── Data records ──
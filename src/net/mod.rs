//! Outbound HTTP plumbing: the client trait, the interceptor decorator,
//! blocker classification, and the OS link signal.

mod classify;
mod http;
mod interceptor;
mod link;

pub use classify::{FailureClass, FailureClassifier, FailureInfo, SignatureClassifier};
pub use http::{HttpClient, HttpRequest, HttpResponse, Method, ReqwestClient};
pub use interceptor::RequestInterceptor;
pub use link::{LinkWatcher, TcpLinkProbe};
//! Decorator that routes every outbound call through connectivity tracking.

use async_trait::async_trait;
use std::sync::Arc;
use tracing::debug;
use url::Url;

use super::classify::{FailureClass, FailureInfo};
use super::http::{HttpClient, HttpRequest, HttpResponse};
use crate::connectivity::ConnectivityMonitor;
use crate::error::HttpError;

/// Wraps an [`HttpClient`] and reports backend-bound outcomes to the monitor.
///
/// Calls to hosts outside the backend list pass straight through and never
/// affect backend health.
pub struct RequestInterceptor<C> {
  inner: C,
  monitor: Arc<ConnectivityMonitor>,
  backend_hosts: Vec<String>,
}

impl<C: HttpClient> RequestInterceptor<C> {
  /// `backend_hosts` entries match exactly, or as a suffix when written `*.example.com`.
  pub fn new<I, S>(inner: C, monitor: Arc<ConnectivityMonitor>, backend_hosts: I) -> Self
  where
    I: IntoIterator<Item = S>,
    S: AsRef<str>,
  {
    Self {
      inner,
      monitor,
      backend_hosts: backend_hosts
        .into_iter()
        .map(|h| h.as_ref().trim().to_lowercase())
        .filter(|h| !h.is_empty())
        .collect(),
    }
  }

  pub fn is_backend_bound(&self, url: &str) -> bool {
    let Ok(url) = Url::parse(url) else {
      return false;
    };
    let Some(host) = url.host_str() else {
      return false;
    };
    let host = host.to_lowercase();

    self.backend_hosts.iter().any(|pattern| {
      match pattern.strip_prefix("*.") {
        Some(domain) => host.ends_with(&format!(".{}", domain)),
        None => host == *pattern,
      }
    })
  }
}

#[async_trait]
impl<C: HttpClient> HttpClient for RequestInterceptor<C> {
  async fn send(&self, request: HttpRequest) -> Result<HttpResponse, HttpError> {
    if !self.is_backend_bound(&request.url) {
      return self.inner.send(request).await;
    }

    if self.monitor.should_short_circuit() {
      debug!(url = %request.url, "short-circuiting backend call while offline");
      return Err(HttpError::BackendUnavailable);
    }

    match self.inner.send(request).await {
      Ok(response) => {
        // Any response proves the backend is reachable
        self.monitor.report_success();
        Ok(response)
      }
      Err(HttpError::Transport { kind, message }) => {
        let failure = FailureInfo::new(kind, message.clone());
        match self.monitor.report_failure(&failure) {
          FailureClass::Blocker => Err(HttpError::BlockerSuspected(message)),
          FailureClass::Transient => Err(HttpError::Transport { kind, message }),
        }
      }
      // Malformed requests say nothing about backend health
      Err(other) => Err(other),
    }
  }
}
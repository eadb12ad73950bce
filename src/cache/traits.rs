//! Core types for the local cache.

use chrono::{DateTime, Utc};
use std::time::Duration;

/// A last-known-good snapshot for one resource key.
#[derive(Debug, Clone, PartialEq)]
pub struct CacheEntry<T> {
  pub resource_key: String,
  pub payload: T,
  pub captured_at: DateTime<Utc>,
  pub ttl: Duration,
}

impl<T> CacheEntry<T> {
  /// Valid iff `now - captured_at < ttl`.
  #[cfg(test)]
  pub fn is_valid_at(&self, now: DateTime<Utc>) -> bool {
    is_fresh(self.captured_at, self.ttl, now)
  }
}

pub(crate) fn is_fresh(captured_at: DateTime<Utc>, ttl: Duration, now: DateTime<Utc>) -> bool {
  match chrono::Duration::from_std(ttl) {
    Ok(ttl) => now - captured_at < ttl,
    // Larger than chrono can represent: never expires
    Err(_) => true,
  }
}

/// Indicates where served data came from.
#[derive(Debug, Clone, Copy, PartialEq, Eq)]
pub enum CacheSource {
  /// Fresh data from the backend
  Network,
  /// Last-known-good snapshot from the local cache
  Cache,
  /// Neither network nor cache: the built-in minimal dataset
  Fallback,
}
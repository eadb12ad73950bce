use crate::commands::Command;
use crate::ui::components::TextInput;
use ratatui::prelude::*;
use ratatui::widgets::{Block, Borders, Clear, List, ListItem, ListState, Paragraph};

const MAX_SUGGESTIONS: usize = 8;

/// Floating box anchored at the top-left of the content area
fn overlay_area(area: Rect, rows: u16) -> Rect {
  let width = (area.width * 60 / 100).clamp(30, 60).min(area.width);
  let height = (rows + 2).min(area.height);
  Rect::new(area.x + 1, area.y + 1, width.saturating_sub(1), height)
}

/// Draw the `:` command overlay with autocomplete
pub fn draw_command_overlay(
  frame: &mut Frame,
  area: Rect,
  input: &str,
  suggestions: &[&Command],
  selected_suggestion: usize,
) {
  let shown = suggestions.len().min(MAX_SUGGESTIONS) as u16;
  let overlay = overlay_area(area, 1 + shown);
  frame.render_widget(Clear, overlay);

  let block = Block::default()
    .borders(Borders::ALL)
    .border_style(Style::default().fg(Color::Yellow))
    .title(" Command ");
  let inner = block.inner(overlay);
  frame.render_widget(block, overlay);

  if inner.height == 0 {
    return;
  }

  let chunks = Layout::default()
    .direction(Direction::Vertical)
    .constraints([Constraint::Length(1), Constraint::Min(0)])
    .split(inner);

  let input_line = Line::from(vec![
    Span::styled(":", Style::default().fg(Color::Yellow)),
    Span::raw(input),
    Span::styled("_", Style::default().fg(Color::Yellow)),
  ]);
  frame.render_widget(Paragraph::new(input_line), chunks[0]);

  if suggestions.is_empty() || chunks[1].height == 0 {
    return;
  }

  let items: Vec<ListItem> = suggestions
    .iter()
    .take(MAX_SUGGESTIONS)
    .map(|cmd| {
      ListItem::new(Line::from(vec![
        Span::styled(
          format!("{:<13}", cmd.name),
          Style::default().fg(Color::Cyan),
        ),
        Span::styled(cmd.description, Style::default().fg(Color::DarkGray)),
      ]))
    })
    .collect();

  let list =
    List::new(items).highlight_style(Style::default().bg(Color::DarkGray).fg(Color::White));
  let mut state = ListState::default();
  state.select(Some(selected_suggestion.min(MAX_SUGGESTIONS - 1)));
  frame.render_stateful_widget(list, chunks[1], &mut state);
}

/// Draw a one-line text prompt (add / rename)
pub fn draw_prompt(frame: &mut Frame, area: Rect, title: &str, input: &TextInput) {
  let overlay = overlay_area(area, 1);
  frame.render_widget(Clear, overlay);

  let block = Block::default()
    .borders(Borders::ALL)
    .border_style(Style::default().fg(Color::Cyan))
    .title(format!(" {} ", title));
  let inner = block.inner(overlay);
  frame.render_widget(block, overlay);

  let (before, after) = input.split_at_cursor();
  let line = Line::from(vec![
    Span::raw(before),
    Span::styled("_", Style::default().fg(Color::Cyan)),
    Span::raw(after),
  ]);
  frame.render_widget(Paragraph::new(line), inner);
}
───
■ About this exercise
Count the lines above in which the word "bool" appears, then state only that count.

■ Response to the task
3